Using the listing below, retype exactly the lines starting at the one with "let mut state = gateway.state();" and ending at the one with "Delays every call", and include both.
● ● ● ●
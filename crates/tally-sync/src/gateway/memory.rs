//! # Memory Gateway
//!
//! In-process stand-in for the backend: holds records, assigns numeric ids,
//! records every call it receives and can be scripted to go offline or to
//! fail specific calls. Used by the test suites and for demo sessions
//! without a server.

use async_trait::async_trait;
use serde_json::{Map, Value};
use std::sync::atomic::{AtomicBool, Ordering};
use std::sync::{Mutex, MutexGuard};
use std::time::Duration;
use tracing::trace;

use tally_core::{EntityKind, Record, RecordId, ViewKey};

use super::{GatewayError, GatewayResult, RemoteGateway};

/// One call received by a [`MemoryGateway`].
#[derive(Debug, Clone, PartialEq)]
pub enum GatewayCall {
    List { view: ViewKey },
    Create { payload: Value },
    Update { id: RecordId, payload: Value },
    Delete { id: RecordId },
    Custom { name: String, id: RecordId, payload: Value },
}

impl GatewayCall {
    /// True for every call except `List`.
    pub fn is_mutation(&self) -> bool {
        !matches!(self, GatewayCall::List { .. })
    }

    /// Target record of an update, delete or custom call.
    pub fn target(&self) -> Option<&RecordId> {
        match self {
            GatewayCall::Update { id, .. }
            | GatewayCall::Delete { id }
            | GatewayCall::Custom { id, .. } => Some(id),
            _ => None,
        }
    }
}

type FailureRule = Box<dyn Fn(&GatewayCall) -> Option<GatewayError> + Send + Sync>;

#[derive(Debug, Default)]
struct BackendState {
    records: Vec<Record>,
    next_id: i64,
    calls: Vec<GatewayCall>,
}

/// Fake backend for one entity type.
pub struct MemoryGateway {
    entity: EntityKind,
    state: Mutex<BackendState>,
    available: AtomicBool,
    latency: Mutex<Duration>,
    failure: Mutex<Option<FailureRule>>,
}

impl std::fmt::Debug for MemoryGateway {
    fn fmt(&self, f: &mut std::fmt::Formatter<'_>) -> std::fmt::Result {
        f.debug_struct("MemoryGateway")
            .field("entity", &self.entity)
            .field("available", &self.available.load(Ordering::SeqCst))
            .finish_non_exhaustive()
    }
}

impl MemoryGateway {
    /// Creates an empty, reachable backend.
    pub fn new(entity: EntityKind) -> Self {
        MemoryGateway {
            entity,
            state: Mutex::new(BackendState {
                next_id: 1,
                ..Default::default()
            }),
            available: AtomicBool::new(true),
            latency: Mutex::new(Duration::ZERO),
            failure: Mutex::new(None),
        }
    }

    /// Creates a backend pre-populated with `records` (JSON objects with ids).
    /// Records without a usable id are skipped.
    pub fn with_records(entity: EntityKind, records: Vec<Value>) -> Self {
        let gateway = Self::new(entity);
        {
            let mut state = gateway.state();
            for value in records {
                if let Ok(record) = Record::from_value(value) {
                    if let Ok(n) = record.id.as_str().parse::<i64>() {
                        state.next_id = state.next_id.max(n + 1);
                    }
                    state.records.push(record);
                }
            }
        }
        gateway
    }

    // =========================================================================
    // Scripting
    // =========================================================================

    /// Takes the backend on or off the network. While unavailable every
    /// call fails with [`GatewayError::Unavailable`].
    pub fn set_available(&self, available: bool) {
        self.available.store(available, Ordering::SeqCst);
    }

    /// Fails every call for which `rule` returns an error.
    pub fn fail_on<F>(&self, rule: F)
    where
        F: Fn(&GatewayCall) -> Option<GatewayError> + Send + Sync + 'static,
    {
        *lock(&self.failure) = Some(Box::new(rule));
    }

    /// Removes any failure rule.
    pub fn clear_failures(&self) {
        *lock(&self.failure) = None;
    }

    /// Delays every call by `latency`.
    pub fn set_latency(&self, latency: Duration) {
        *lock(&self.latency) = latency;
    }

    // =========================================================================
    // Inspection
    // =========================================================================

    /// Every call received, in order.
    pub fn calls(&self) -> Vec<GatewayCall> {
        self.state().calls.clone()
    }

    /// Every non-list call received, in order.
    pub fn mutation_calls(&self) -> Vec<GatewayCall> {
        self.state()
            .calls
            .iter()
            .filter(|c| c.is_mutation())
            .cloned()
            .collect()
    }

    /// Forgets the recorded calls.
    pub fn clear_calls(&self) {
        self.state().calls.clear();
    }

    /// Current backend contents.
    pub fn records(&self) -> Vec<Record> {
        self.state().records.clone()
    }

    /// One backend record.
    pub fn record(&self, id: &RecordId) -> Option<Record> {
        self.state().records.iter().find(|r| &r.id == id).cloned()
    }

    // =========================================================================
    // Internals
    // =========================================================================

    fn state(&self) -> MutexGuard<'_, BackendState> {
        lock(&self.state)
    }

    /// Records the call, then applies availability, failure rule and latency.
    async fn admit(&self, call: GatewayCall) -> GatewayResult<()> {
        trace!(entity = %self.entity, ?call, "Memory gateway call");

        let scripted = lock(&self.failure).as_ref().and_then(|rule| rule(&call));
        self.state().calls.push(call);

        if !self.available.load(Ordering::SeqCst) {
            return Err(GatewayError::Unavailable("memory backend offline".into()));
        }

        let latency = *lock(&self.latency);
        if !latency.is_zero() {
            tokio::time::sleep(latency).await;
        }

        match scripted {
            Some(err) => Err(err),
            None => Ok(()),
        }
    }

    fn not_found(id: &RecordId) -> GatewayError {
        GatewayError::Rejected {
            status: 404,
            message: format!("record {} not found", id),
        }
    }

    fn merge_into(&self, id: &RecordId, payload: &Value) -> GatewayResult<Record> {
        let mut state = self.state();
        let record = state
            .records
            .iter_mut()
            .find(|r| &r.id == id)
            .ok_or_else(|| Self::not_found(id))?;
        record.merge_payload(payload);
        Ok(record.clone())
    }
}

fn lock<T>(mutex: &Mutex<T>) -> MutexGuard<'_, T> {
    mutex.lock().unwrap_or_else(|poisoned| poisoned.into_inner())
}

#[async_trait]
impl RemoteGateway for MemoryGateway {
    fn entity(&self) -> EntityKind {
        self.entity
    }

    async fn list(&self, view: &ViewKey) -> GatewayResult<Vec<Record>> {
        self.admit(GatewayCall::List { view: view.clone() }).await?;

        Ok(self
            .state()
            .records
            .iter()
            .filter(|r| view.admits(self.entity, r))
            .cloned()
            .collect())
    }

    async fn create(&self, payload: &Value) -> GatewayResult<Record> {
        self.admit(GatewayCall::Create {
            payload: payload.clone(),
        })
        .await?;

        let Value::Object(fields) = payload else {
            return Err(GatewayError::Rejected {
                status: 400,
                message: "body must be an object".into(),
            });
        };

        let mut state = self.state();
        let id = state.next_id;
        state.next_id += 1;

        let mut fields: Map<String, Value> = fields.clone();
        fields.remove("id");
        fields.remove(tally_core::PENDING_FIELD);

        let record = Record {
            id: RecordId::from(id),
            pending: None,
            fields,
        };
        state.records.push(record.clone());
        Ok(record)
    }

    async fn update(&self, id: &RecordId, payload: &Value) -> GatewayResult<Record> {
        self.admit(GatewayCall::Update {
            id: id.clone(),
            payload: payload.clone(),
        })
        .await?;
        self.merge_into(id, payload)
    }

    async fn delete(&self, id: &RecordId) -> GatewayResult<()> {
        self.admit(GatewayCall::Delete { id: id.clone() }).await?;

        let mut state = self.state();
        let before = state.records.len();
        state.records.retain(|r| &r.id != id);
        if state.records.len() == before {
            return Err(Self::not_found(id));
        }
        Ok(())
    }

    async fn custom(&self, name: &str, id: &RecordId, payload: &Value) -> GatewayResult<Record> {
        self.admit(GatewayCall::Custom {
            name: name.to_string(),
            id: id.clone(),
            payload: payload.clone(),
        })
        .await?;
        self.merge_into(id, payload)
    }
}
● ● ● ●
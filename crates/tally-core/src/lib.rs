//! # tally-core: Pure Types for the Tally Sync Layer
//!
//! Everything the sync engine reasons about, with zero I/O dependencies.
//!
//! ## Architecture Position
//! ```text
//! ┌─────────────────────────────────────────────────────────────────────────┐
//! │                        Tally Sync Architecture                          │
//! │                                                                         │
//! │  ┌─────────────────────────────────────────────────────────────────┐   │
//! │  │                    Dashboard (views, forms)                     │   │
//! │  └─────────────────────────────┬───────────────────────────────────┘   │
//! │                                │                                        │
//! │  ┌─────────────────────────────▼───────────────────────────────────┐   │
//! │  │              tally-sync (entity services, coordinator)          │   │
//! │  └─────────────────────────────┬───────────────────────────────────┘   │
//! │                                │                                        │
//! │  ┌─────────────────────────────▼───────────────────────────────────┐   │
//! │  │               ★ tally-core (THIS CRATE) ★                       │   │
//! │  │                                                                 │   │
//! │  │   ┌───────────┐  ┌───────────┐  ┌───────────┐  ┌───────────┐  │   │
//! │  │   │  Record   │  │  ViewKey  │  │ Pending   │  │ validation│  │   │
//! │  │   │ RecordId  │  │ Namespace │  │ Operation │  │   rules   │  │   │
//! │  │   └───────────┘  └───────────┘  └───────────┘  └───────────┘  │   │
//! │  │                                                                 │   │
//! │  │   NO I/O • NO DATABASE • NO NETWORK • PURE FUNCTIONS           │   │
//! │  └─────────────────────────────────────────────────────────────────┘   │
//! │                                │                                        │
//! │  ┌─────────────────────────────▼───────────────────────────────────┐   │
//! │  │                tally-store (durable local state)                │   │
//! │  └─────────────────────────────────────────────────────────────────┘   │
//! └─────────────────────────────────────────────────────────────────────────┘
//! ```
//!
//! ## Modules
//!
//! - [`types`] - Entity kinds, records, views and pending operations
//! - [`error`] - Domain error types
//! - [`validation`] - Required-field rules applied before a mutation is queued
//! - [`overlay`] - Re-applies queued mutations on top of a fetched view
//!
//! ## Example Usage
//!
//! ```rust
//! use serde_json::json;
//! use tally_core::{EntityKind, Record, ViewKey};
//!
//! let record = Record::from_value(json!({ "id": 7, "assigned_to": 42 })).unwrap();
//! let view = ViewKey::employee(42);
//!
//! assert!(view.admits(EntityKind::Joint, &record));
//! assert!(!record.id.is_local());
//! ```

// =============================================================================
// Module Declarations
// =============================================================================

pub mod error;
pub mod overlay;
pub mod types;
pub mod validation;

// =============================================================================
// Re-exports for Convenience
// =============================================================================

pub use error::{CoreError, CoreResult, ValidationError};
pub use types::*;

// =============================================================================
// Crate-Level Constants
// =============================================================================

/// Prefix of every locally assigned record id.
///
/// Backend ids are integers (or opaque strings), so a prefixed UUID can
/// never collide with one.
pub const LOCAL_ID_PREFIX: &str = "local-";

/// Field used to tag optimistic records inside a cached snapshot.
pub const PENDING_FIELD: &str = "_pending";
● ● ● ●
- SOLUTION FOR THIS TASK:
            let mut state = gateway.state();
            for value in records {
                if let Ok(record) = Record::from_value(value) {
                    if let Ok(n) = record.id.as_str().parse::<i64>() {
                        state.next_id = state.next_id.max(n + 1);
                    }
                    state.records.push(record);
                }
            }
        }
        gateway
    }

    // =========================================================================
    // Scripting
    // =========================================================================

    /// Takes the backend on or off the network. While unavailable every
    /// call fails with [`GatewayError::Unavailable`].
    pub fn set_available(&self, available: bool) {
        self.available.store(available, Ordering::SeqCst);
    }

    /// Fails every call for which `rule` returns an error.
    pub fn fail_on<F>(&self, rule: F)
    where
        F: Fn(&GatewayCall) -> Option<GatewayError> + Send + Sync + 'static,
    {
        *lock(&self.failure) = Some(Box::new(rule));
    }

    /// Removes any failure rule.
    pub fn clear_failures(&self) {
        *lock(&self.failure) = None;
    }

    /// Delays every call by `latency`.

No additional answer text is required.